» **TRY IT**
Repeat only the stretch of lines below that runs from the line with "pub struct RunRequest" through the line with "#[derive(Debug, Clone, PartialEq, Eq, Serialize, Deserialize)]", unaltered.

» **PROVIDED DATA**
//! Agent execution interface.
//!
//! The session never talks to a model directly. It asks an [`AgentRunner`] to
//! execute one turn and listens to the [`AgentEvent`]s the runner emits while
//! it works. The [`bridge`] turns those events into reducer messages.

use crate::cancel::CancelToken;
use crate::error::RunError;
use crate::session::Mode;
use crate::types::Message;
use async_trait::async_trait;
use serde::{Deserialize, Serialize};
use tokio::sync::mpsc;

pub mod bridge;
pub mod scripted;

/// Identifier of one foreground run. Increases monotonically per session.
pub type RunId = u64;

/// Who asked for a run.
#[derive(Debug, Clone, PartialEq, Eq)]
pub enum RunOrigin {
    Foreground(RunId),
    Background(String),
}

/// Everything a runner needs to execute one turn.
#[derive(Debug, Clone, PartialEq, Eq)]
pub struct RunRequest {
    pub origin: RunOrigin,
    pub prompt: String,
    /// Conversation so far, not including `prompt`.
    pub messages: Vec<Message>,
    pub mode: Mode,
}

/// Streamed progress from a running agent.
///
/// Serialized with an internal `type` tag so JSON event sources decode
/// directly. Unrecognized tags decode as [`AgentEvent::Unknown`].
#[derive(Debug, Clone, PartialEq, Eq, Serialize, Deserialize)]
#[serde(tag = "type", rename_all = "snake_case")]
pub enum AgentEvent {
    Text {
        delta: String,
    },
    Thinking {
        delta: String,
    },
    ToolStart {
        call_id: String,
        name: String,
        #[serde(default)]
        arguments: String,
    },
    ToolUpdate {
        call_id: String,
        output: String,
    },
    ToolEnd {
        call_id: String,
        output: String,
        #[serde(default)]
        is_error: bool,
    },
    Usage {
        input_tokens: u64,
        output_tokens: u64,
    },
    Error {
        message: String,
    },
    #[serde(other)]
    Unknown,
}

/// Executes agent turns on behalf of the session.
///
/// `run` must drop `events` before returning; the bridge treats the closed
/// channel as the end of the event stream. Implementations observe `cancel`
/// and return [`RunError::cancelled`] when it fires.
#[async_trait]
pub trait AgentRunner: Send + Sync {
    async fn run(
        &self,
        request: RunRequest,
        events: mpsc::UnboundedSender<AgentEvent>,
        cancel: CancelToken,
    ) -> Result<Vec<Message>, RunError>;

    /// Produce a summary that replaces `messages` during compaction.
    async fn summarize(&self, messages: &[Message]) -> Result<String, RunError>;
}

#[cfg(test)]
mod tests {
    use super::*;

    #[test]
    fn events_decode_from_tagged_json() {
        let event: AgentEvent =
            serde_json::from_str(r#"{"type":"tool_start","call_id":"c1","name":"shell"}"#)
                .expect("decode");
        assert_eq!(
            event,
            AgentEvent::ToolStart {
                call_id: "c1".into(),
                name: "shell".into(),
                arguments: String::new(),
            }
        );
    }

    #[test]
    fn unknown_event_type_is_tolerated() {
        let event: AgentEvent =
            serde_json::from_str(r#"{"type":"heartbeat"}"#).expect("decode");
        assert_eq!(event, AgentEvent::Unknown);
    }

    #[test]
    fn usage_serializes_with_tag() {
        let value = serde_json::to_value(AgentEvent::Usage {
            input_tokens: 10,
            output_tokens: 2,
        })
        .expect("encode");
        assert_eq!(
            value,
            serde_json::json!({"type": "usage", "input_tokens": 10, "output_tokens": 2})
        );
    }
}
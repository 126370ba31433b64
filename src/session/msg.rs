//! Reducer inputs and outputs.

use super::keys::Key;
use super::overlay::OverlayKind;
use crate::agent::{RunId, RunRequest};
use crate::cancel::CancelToken;
use crate::error::RunError;
use crate::permission::PermissionRequest;
use crate::types::Message;
use std::time::{Duration, Instant};

/// Everything the session reducer reacts to.
#[derive(Debug)]
pub enum SessionMsg {
    Key(Key),
    /// A whole line of input, as if typed and confirmed with Enter.
    Submit(String),
    Interrupt,
    ToggleMode,
    Resize {
        width: u16,
        height: u16,
    },
    Quit,
    /// Streamed progress from foreground run `run_id`.
    Run {
        run_id: RunId,
        update: RunUpdate,
    },
    /// Foreground run `run_id` returned.
    RunFinished {
        run_id: RunId,
        result: Result<Vec<Message>, RunError>,
    },
    RetryTick {
        now: Instant,
    },
    CompactionFinished {
        result: Result<String, RunError>,
    },
    PermissionRequested(PermissionRequest),
    /// Background task `id` reached a terminal status in the registry.
    BackgroundFinished {
        id: String,
    },
    ReplaceQueued {
        index: usize,
        text: String,
    },
    RemoveQueued {
        index: usize,
    },
}

/// Reducer-facing view of one agent event.
#[derive(Debug, Clone, PartialEq, Eq)]
pub enum RunUpdate {
    Text(String),
    Thinking(String),
    ToolStarted {
        call_id: String,
        name: String,
        arguments: String,
    },
    ToolProgress {
        call_id: String,
        output: String,
    },
    ToolFinished {
        call_id: String,
        output: String,
        is_error: bool,
    },
    Usage {
        input_tokens: u64,
        output_tokens: u64,
    },
    /// Non-fatal error reported mid-run.
    Error(String),
}

/// Side effect requested by the reducer, executed by the host.
#[derive(Debug)]
pub enum Action {
    StartRun(RunRequest),
    CancelRun {
        run_id: RunId,
    },
    /// Deliver `SessionMsg::RetryTick` after `after`.
    ScheduleRetryTick {
        after: Duration,
    },
    /// Summarize `messages` and answer with `SessionMsg::CompactionFinished`.
    StartCompaction {
        messages: Vec<Message>,
    },
    /// Run a registered background task; its id is in `request.origin`.
    StartBackground {
        request: RunRequest,
        cancel: CancelToken,
    },
    OverlayDismissed {
        kind: OverlayKind,
    },
    Quit,
}
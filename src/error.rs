//! Error types shared by the session controller.

use std::fmt;

// ---------------------------------------------------------------------------
// RegistryError
// ---------------------------------------------------------------------------

/// Errors returned by the background task registry.
#[derive(Debug, Clone, PartialEq, Eq)]
pub enum RegistryError {
    /// The registry already holds its maximum number of tasks.
    CapacityExceeded { limit: usize },
    /// A task with this id is already registered.
    DuplicateId(String),
    /// No task with this id is registered.
    NotFound(String),
    /// The task already reached `Done` or `Failed`.
    AlreadyTerminal(String),
}

impl fmt::Display for RegistryError {
    fn fmt(&self, f: &mut fmt::Formatter<'_>) -> fmt::Result {
        match self {
            Self::CapacityExceeded { limit } => {
                write!(f, "background task limit reached ({limit} tasks)")
            }
            Self::DuplicateId(id) => write!(f, "background task `{id}` already exists"),
            Self::NotFound(id) => write!(f, "no background task with id `{id}`"),
            Self::AlreadyTerminal(id) => write!(f, "background task `{id}` already finished"),
        }
    }
}

impl std::error::Error for RegistryError {}

// ---------------------------------------------------------------------------
// GateError
// ---------------------------------------------------------------------------

/// Errors from the permission gate that prevent a request from being asked.
#[derive(Debug, Clone, PartialEq, Eq)]
pub enum GateError {
    /// The UI side of the gate has shut down.
    UiUnavailable,
}

impl fmt::Display for GateError {
    fn fmt(&self, f: &mut fmt::Formatter<'_>) -> fmt::Result {
        match self {
            Self::UiUnavailable => write!(f, "approval UI is unavailable"),
        }
    }
}

impl std::error::Error for GateError {}

// ---------------------------------------------------------------------------
// ConfigError
// ---------------------------------------------------------------------------

/// Errors when loading or parsing configuration.
#[derive(Debug)]
pub enum ConfigError {
    Io(std::io::Error),
    Toml(toml::de::Error),
    Invalid(String),
}

impl fmt::Display for ConfigError {
    fn fmt(&self, f: &mut fmt::Formatter<'_>) -> fmt::Result {
        match self {
            Self::Io(e) => write!(f, "io: {e}"),
            Self::Toml(e) => write!(f, "toml: {e}"),
            Self::Invalid(msg) => write!(f, "invalid config: {msg}"),
        }
    }
}

impl std::error::Error for ConfigError {}

impl From<std::io::Error> for ConfigError {
    fn from(e: std::io::Error) -> Self {
        Self::Io(e)
    }
}

impl From<toml::de::Error> for ConfigError {
    fn from(e: toml::de::Error) -> Self {
        Self::Toml(e)
    }
}

// ---------------------------------------------------------------------------
// RunError
// ---------------------------------------------------------------------------

/// Failure of an agent run, kept as a flattened message chain.
///
/// Agent runs cross a task boundary, so the error is carried as owned text
/// (outermost context first) rather than as a boxed error object. The chain
/// is what rate-limit classification inspects.
#[derive(Debug, Clone, PartialEq, Eq)]
pub struct RunError {
    chain: Vec<String>,
    cancelled: bool,
}

impl RunError {
    /// Build a single-message error.
    pub fn new(message: impl Into<String>) -> Self {
        Self {
            chain: vec![message.into()],
            cancelled: false,
        }
    }

    /// Error reported when a run observed its cancellation signal.
    pub fn cancelled() -> Self {
        Self {
            chain: vec!["run cancelled".to_string()],
            cancelled: true,
        }
    }

    /// Flatten an error and all of its `source()` causes.
    pub fn from_error(err: &(dyn std::error::Error + 'static)) -> Self {
        let mut chain = vec![err.to_string()];
        let mut source = err.source();
        while let Some(inner) = source {
            chain.push(inner.to_string());
            source = inner.source();
        }
        Self {
            chain,
            cancelled: false,
        }
    }

    /// Wrap this error in an outer context message.
    pub fn context(mut self, outer: impl Into<String>) -> Self {
        self.chain.insert(0, outer.into());
        self
    }

    /// Messages from outermost context to root cause.
    pub fn chain(&self) -> &[String] {
        &self.chain
    }

    /// True when the run ended because it was cancelled.
    pub fn is_cancelled(&self) -> bool {
        self.cancelled
    }
}

impl fmt::Display for RunError {
    fn fmt(&self, f: &mut fmt::Formatter<'_>) -> fmt::Result {
        write!(f, "{}", self.chain.join(": "))
    }
}

impl std::error::Error for RunError {}
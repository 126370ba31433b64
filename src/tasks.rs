//! Bounded registry of detached background agent runs.
//!
//! Agent tasks and the session reducer touch this map from different tasks,
//! so every operation takes the single mutex for its whole body and nothing
//! else. Readers get [`TaskSnapshot`] copies and never hold the lock while
//! looking at a transcript.

use crate::cancel::{CancelHandle, CancelToken};
use crate::error::{RegistryError, RunError};
use crate::types::Message;
use std::collections::HashMap;
use std::sync::{Mutex, MutexGuard, PoisonError};
use std::time::Instant;

/// Hard cap on concurrently registered background tasks.
pub const MAX_BACKGROUND_TASKS: usize = 5;

/// Lifecycle of one background task.
#[derive(Debug, Clone, Copy, PartialEq, Eq)]
pub enum TaskStatus {
    Running,
    Done,
    Failed,
}

impl TaskStatus {
    pub fn label(self) -> &'static str {
        match self {
            Self::Running => "running",
            Self::Done => "done",
            Self::Failed => "failed",
        }
    }
}

/// Registry-owned task record.
#[derive(Debug)]
struct BackgroundTask {
    seq: u64,
    prompt: String,
    started_at: Instant,
    status: TaskStatus,
    messages: Vec<Message>,
    err: Option<String>,
    cancel: CancelHandle,
}

impl BackgroundTask {
    fn snapshot(&self, id: &str) -> TaskSnapshot {
        TaskSnapshot {
            id: id.to_string(),
            prompt: self.prompt.clone(),
            started_at: self.started_at,
            status: self.status,
            messages: self.messages.clone(),
            err: self.err.clone(),
        }
    }
}

/// Independent copy of a task's state at the time of the read.
#[derive(Debug, Clone, PartialEq, Eq)]
pub struct TaskSnapshot {
    pub id: String,
    pub prompt: String,
    pub started_at: Instant,
    pub status: TaskStatus,
    /// Final transcript, filled in once the task is `Done`.
    pub messages: Vec<Message>,
    pub err: Option<String>,
}

impl TaskSnapshot {
    /// Last assistant text in the final transcript, if any.
    pub fn final_text(&self) -> Option<&str> {
        self.messages
            .iter()
            .rev()
            .find(|m| m.role == crate::types::Role::Assistant && !m.text().is_empty())
            .map(Message::text)
    }
}

#[derive(Debug, Default)]
struct Inner {
    tasks: HashMap<String, BackgroundTask>,
    next_seq: u64,
}

/// Mutex-guarded set of background tasks with a fixed capacity.
#[derive(Debug)]
pub struct BackgroundRegistry {
    inner: Mutex<Inner>,
    limit: usize,
}

impl Default for BackgroundRegistry {
    fn default() -> Self {
        Self::new()
    }
}

impl BackgroundRegistry {
    pub fn new() -> Self {
        Self::with_limit(MAX_BACKGROUND_TASKS)
    }

    fn with_limit(limit: usize) -> Self {
        Self {
            inner: Mutex::new(Inner::default()),
            limit,
        }
    }

    fn lock(&self) -> MutexGuard<'_, Inner> {
        // A panic elsewhere never leaves the map half-written: every mutation
        // is a single insert/remove/field assignment.
        self.inner.lock().unwrap_or_else(PoisonError::into_inner)
    }

    pub fn limit(&self) -> usize {
        self.limit
    }

    /// Register a running task and return the token its run must observe.
    pub fn add(&self, id: &str, prompt: &str) -> Result<CancelToken, RegistryError> {
        let mut inner = self.lock();
        if inner.tasks.len() >= self.limit {
            return Err(RegistryError::CapacityExceeded { limit: self.limit });
        }
        if inner.tasks.contains_key(id) {
            return Err(RegistryError::DuplicateId(id.to_string()));
        }
        let (cancel, token) = CancelHandle::new();
        let seq = inner.next_seq;
        inner.next_seq += 1;
        inner.tasks.insert(
            id.to_string(),
            BackgroundTask {
                seq,
                prompt: prompt.to_string(),
                started_at: Instant::now(),
                status: TaskStatus::Running,
                messages: Vec::new(),
                err: None,
                cancel,
            },
        );
        tracing::debug!(task = id, active = inner.tasks.len(), "background task added");
        Ok(token)
    }

    /// Record the terminal result of a task. Succeeds at most once per task.
    pub fn mark_done(
        &self,
        id: &str,
        result: Result<Vec<Message>, RunError>,
    ) -> Result<TaskStatus, RegistryError> {
        let mut inner = self.lock();
        let task = inner
            .tasks
            .get_mut(id)
            .ok_or_else(|| RegistryError::NotFound(id.to_string()))?;
        if task.status != TaskStatus::Running {
            return Err(RegistryError::AlreadyTerminal(id.to_string()));
        }
        match result {
            Ok(messages) => {
                task.messages = messages;
                task.status = TaskStatus::Done;
            }
            Err(err) => {
                task.err = Some(err.to_string());
                task.status = TaskStatus::Failed;
            }
        }
        tracing::debug!(task = id, status = task.status.label(), "background task finished");
        Ok(task.status)
    }

    /// Request cancellation of a running task without removing it.
    pub fn cancel(&self, id: &str) -> Result<(), RegistryError> {
        let inner = self.lock();
        let task = inner
            .tasks
            .get(id)
            .ok_or_else(|| RegistryError::NotFound(id.to_string()))?;
        if task.status != TaskStatus::Running {
            return Err(RegistryError::AlreadyTerminal(id.to_string()));
        }
        task.cancel.cancel();
        Ok(())
    }

    /// Delete a task at any status. A running task is asked to cancel first.
    pub fn remove(&self, id: &str) -> Result<TaskSnapshot, RegistryError> {
        let mut inner = self.lock();
        let task = inner
            .tasks
            .remove(id)
            .ok_or_else(|| RegistryError::NotFound(id.to_string()))?;
        if task.status == TaskStatus::Running {
            task.cancel.cancel();
        }
        Ok(task.snapshot(id))
    }

    pub fn get(&self, id: &str) -> Option<TaskSnapshot> {
        self.lock().tasks.get(id).map(|task| task.snapshot(id))
    }

    /// All tasks, oldest first.
    pub fn list(&self) -> Vec<TaskSnapshot> {
        let inner = self.lock();
        let mut tasks = inner
            .tasks
            .iter()
            .map(|(id, task)| (task.seq, task.snapshot(id)))
            .collect::<Vec<_>>();
        drop(inner);
        tasks.sort_by_key(|(seq, _)| *seq);
        tasks.into_iter().map(|(_, snapshot)| snapshot).collect()
    }

    pub fn running_count(&self) -> usize {
        self.lock()
            .tasks
            .values()
            .filter(|task| task.status == TaskStatus::Running)
            .count()
    }

    pub fn count(&self) -> usize {
        self.lock().tasks.len()
    }

    /// Cancel every running task. Used on shutdown.
    pub fn cancel_all(&self) -> usize {
        let inner = self.lock();
        let mut cancelled = 0;
        for task in inner.tasks.values() {
            if task.status == TaskStatus::Running {
                task.cancel.cancel();
                cancelled += 1;
            }
        }
        cancelled
    }
}
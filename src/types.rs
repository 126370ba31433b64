//! Model-facing conversation messages.
//!
//! These are the messages handed to the agent on every run and replaced
//! wholesale by compaction. They serialize to the common chat-message JSON
//! shape so an external exporter can persist them unchanged.

use serde::{Deserialize, Serialize};

// ---------------------------------------------------------------------------
// Message roles
// ---------------------------------------------------------------------------

/// Conversation participant role.
#[derive(Debug, Clone, Copy, Serialize, Deserialize, PartialEq, Eq)]
#[serde(rename_all = "lowercase")]
pub enum Role {
    System,
    User,
    Assistant,
    Tool,
}

// ---------------------------------------------------------------------------
// Messages
// ---------------------------------------------------------------------------

/// A single message in the conversation history.
#[derive(Debug, Clone, Serialize, Deserialize, PartialEq, Eq)]
pub struct Message {
    pub role: Role,

    /// Text content. `None` when an assistant message only carries tool calls.
    pub content: Option<String>,

    #[serde(default, skip_serializing_if = "Vec::is_empty")]
    pub tool_calls: Vec<ToolCall>,

    /// When `role == Tool`, the id of the call this result answers.
    #[serde(skip_serializing_if = "Option::is_none")]
    pub tool_call_id: Option<String>,
}

impl Message {
    fn with_text(role: Role, content: impl Into<String>) -> Self {
        Self {
            role,
            content: Some(content.into()),
            tool_calls: Vec::new(),
            tool_call_id: None,
        }
    }

    pub fn system(content: impl Into<String>) -> Self {
        Self::with_text(Role::System, content)
    }

    pub fn user(content: impl Into<String>) -> Self {
        Self::with_text(Role::User, content)
    }

    pub fn assistant(content: impl Into<String>) -> Self {
        Self::with_text(Role::Assistant, content)
    }

    /// Tool result sent back after executing a tool call.
    pub fn tool_result(tool_call_id: impl Into<String>, content: impl Into<String>) -> Self {
        Self {
            tool_call_id: Some(tool_call_id.into()),
            ..Self::with_text(Role::Tool, content)
        }
    }

    /// Text content, or the empty string.
    pub fn text(&self) -> &str {
        self.content.as_deref().unwrap_or("")
    }
}

/// A tool invocation requested by the model.
#[derive(Debug, Clone, Serialize, Deserialize, PartialEq, Eq)]
pub struct ToolCall {
    pub id: String,
    pub name: String,
    /// Raw JSON argument string as produced by the model.
    pub arguments: String,
}
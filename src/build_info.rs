//! Version and build metadata surfaced by the CLI.

/// Crate version from `Cargo.toml`.
pub const VERSION: &str = env!("CARGO_PKG_VERSION");

/// Short git commit hash captured by `build.rs`.
pub const GIT_COMMIT: &str = env!("PILOT_BUILD_GIT_HASH");

/// UTC build timestamp captured by `build.rs`.
pub const BUILD_TIMESTAMP: &str = env!("PILOT_BUILD_TIMESTAMP");

/// Trailer appended to `pilot --help`.
pub const HELP_BUILD_METADATA: &str = concat!(
    "Build metadata:\n  commit: ",
    env!("PILOT_BUILD_GIT_HASH"),
    "\n  built: ",
    env!("PILOT_BUILD_TIMESTAMP")
);

/// One-line banner printed when an interactive session starts.
pub fn banner_line() -> String {
    format!("pilot v{VERSION} ({GIT_COMMIT}, built {BUILD_TIMESTAMP})")
}

/// Multi-line text for `pilot --version`.
pub const LONG_VERSION: &str = concat!(
    env!("CARGO_PKG_VERSION"),
    "\ncommit: ",
    env!("PILOT_BUILD_GIT_HASH"),
    "\nbuilt: ",
    env!("PILOT_BUILD_TIMESTAMP")
);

» **ANSWER TO THIS EXERCISE**
pub struct RunRequest {
    pub origin: RunOrigin,
    pub prompt: String,
    /// Conversation so far, not including `prompt`.
    pub messages: Vec<Message>,
    pub mode: Mode,
}

/// Streamed progress from a running agent.
///
/// Serialized with an internal `type` tag so JSON event sources decode
/// directly. Unrecognized tags decode as [`AgentEvent::Unknown`].
#[derive(Debug, Clone, PartialEq, Eq, Serialize, Deserialize)]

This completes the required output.